■ INSTRUCTIONS FOR THE TASK: Would you filter these records and copy every line that has the word "RunScopedName"?

■ DATA TO USE:
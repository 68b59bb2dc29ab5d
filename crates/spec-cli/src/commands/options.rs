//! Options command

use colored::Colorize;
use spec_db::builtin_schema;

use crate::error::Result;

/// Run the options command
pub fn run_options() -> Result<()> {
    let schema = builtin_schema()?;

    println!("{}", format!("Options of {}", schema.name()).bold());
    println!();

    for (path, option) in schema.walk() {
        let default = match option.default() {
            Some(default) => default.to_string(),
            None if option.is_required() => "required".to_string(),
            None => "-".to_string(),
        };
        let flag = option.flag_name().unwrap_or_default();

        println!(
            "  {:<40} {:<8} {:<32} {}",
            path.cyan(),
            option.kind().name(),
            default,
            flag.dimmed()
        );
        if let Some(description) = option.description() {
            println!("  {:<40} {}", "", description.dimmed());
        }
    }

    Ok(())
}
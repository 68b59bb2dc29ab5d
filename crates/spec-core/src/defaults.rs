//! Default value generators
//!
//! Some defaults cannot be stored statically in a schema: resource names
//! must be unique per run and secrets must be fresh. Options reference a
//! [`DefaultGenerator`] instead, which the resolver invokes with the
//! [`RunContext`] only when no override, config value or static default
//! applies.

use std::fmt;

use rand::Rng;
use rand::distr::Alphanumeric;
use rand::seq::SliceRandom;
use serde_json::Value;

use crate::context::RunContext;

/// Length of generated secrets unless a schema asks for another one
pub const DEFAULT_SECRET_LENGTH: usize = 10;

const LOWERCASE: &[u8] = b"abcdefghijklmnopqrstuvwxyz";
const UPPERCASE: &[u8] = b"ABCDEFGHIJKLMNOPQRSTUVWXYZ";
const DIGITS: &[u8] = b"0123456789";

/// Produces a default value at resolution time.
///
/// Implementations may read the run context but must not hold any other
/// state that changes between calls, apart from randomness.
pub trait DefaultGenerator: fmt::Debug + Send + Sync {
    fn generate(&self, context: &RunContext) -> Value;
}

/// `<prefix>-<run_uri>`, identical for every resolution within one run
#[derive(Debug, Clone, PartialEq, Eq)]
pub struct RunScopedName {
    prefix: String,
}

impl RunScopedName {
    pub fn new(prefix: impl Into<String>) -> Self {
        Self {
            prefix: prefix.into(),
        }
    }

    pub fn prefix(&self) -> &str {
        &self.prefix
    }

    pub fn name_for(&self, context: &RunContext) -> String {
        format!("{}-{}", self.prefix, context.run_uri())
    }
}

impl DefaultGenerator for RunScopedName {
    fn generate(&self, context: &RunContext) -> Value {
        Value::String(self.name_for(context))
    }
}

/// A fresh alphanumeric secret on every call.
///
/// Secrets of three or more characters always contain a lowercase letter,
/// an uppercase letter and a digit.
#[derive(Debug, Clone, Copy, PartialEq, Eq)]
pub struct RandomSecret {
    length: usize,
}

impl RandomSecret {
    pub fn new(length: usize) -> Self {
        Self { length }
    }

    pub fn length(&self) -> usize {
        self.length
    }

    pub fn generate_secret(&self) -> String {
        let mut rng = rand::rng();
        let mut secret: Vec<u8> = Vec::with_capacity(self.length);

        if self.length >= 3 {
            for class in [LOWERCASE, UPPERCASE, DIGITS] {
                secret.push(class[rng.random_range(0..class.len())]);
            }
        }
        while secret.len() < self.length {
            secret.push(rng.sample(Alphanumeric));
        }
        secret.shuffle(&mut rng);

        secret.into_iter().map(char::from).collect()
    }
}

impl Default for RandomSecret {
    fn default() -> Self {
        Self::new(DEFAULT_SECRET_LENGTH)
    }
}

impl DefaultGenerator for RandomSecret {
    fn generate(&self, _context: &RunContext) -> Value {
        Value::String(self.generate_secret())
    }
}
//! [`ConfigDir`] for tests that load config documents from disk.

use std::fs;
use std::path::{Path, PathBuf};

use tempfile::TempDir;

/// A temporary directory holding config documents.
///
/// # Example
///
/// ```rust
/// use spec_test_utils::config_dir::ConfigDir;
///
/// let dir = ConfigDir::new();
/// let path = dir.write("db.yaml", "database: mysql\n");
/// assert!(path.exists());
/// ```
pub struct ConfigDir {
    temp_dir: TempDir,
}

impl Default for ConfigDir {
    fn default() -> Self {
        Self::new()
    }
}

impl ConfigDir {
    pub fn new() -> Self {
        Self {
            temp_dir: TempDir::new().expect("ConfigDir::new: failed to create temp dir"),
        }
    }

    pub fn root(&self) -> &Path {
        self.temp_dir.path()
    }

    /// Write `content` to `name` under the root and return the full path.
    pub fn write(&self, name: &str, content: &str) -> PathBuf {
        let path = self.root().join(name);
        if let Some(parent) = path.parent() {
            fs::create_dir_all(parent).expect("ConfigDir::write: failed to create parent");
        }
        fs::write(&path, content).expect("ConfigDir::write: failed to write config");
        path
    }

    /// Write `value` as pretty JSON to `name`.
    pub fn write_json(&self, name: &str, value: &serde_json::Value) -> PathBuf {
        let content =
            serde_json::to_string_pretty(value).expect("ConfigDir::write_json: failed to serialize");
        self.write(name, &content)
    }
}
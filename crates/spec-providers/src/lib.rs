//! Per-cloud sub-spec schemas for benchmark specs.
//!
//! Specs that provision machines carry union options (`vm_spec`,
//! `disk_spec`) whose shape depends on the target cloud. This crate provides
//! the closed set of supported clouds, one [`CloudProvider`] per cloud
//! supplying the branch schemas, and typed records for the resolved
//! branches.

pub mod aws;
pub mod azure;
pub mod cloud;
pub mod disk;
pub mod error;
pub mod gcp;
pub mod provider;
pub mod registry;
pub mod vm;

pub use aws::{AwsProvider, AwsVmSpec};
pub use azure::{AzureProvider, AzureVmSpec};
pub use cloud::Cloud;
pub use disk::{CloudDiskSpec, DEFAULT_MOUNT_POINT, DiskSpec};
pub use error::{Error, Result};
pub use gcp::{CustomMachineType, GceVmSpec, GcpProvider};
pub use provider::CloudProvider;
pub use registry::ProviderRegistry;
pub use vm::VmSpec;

==

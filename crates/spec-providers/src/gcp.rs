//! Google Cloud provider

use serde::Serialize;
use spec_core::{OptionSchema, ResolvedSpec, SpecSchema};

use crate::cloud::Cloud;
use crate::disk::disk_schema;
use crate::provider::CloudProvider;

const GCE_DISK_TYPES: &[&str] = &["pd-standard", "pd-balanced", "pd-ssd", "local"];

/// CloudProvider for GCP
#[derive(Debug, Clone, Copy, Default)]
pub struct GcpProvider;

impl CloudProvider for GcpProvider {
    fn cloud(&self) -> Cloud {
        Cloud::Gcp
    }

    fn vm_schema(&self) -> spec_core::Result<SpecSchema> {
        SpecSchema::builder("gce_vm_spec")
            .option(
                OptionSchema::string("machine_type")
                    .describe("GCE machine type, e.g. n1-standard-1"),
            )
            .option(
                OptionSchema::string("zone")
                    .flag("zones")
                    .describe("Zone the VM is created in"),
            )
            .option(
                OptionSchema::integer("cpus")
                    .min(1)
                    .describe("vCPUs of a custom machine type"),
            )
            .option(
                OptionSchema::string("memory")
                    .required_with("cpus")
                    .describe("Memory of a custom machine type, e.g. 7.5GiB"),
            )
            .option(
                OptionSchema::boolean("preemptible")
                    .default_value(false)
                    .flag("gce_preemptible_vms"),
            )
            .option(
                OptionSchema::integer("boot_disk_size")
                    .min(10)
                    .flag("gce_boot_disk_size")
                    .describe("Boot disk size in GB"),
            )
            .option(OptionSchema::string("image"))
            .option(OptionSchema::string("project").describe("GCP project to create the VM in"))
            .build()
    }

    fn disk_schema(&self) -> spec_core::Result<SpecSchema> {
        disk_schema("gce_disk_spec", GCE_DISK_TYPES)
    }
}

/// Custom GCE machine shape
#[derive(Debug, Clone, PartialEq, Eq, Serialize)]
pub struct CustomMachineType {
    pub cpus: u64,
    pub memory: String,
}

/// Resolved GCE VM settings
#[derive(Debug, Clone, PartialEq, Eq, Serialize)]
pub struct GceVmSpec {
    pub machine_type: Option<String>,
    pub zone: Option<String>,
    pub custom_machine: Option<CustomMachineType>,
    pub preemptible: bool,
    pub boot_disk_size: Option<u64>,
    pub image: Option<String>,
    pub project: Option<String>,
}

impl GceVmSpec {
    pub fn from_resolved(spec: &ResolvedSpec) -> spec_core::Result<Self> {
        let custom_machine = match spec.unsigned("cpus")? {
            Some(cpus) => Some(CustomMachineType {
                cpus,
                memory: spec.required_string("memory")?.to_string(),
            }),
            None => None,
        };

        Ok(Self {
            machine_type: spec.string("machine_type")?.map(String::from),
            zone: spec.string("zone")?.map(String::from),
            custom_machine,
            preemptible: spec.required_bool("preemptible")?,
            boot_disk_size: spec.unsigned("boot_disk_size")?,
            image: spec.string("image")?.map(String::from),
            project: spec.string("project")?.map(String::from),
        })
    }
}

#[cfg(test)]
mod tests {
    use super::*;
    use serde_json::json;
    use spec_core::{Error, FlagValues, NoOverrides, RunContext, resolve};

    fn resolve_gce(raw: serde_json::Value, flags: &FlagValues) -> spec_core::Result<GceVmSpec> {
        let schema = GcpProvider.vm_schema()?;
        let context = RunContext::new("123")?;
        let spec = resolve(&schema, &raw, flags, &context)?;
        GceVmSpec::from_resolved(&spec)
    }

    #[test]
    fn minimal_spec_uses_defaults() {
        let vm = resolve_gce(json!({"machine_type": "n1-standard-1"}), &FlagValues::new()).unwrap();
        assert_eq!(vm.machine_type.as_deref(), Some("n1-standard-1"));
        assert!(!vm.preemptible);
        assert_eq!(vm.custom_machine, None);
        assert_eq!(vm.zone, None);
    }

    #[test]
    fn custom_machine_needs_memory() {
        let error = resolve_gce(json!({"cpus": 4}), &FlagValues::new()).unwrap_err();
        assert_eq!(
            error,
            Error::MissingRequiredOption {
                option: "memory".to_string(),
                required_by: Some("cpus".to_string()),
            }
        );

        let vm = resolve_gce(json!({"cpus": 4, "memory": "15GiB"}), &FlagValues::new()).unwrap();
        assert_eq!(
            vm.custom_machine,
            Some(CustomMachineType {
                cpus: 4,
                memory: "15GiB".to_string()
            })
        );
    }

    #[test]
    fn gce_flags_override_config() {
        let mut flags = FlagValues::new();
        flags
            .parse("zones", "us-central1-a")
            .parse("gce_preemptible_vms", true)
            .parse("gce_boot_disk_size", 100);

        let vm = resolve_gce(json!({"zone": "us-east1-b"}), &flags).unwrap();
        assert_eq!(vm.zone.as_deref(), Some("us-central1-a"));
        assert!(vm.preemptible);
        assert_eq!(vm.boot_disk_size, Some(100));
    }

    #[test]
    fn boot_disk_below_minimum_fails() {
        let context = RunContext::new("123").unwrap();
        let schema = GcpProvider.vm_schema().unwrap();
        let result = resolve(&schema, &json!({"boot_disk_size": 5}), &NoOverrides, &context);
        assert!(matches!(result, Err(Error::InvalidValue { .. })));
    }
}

■ WRITTEN RESPONSE:
pub struct RunScopedName {
impl RunScopedName {
impl DefaultGenerator for RunScopedName {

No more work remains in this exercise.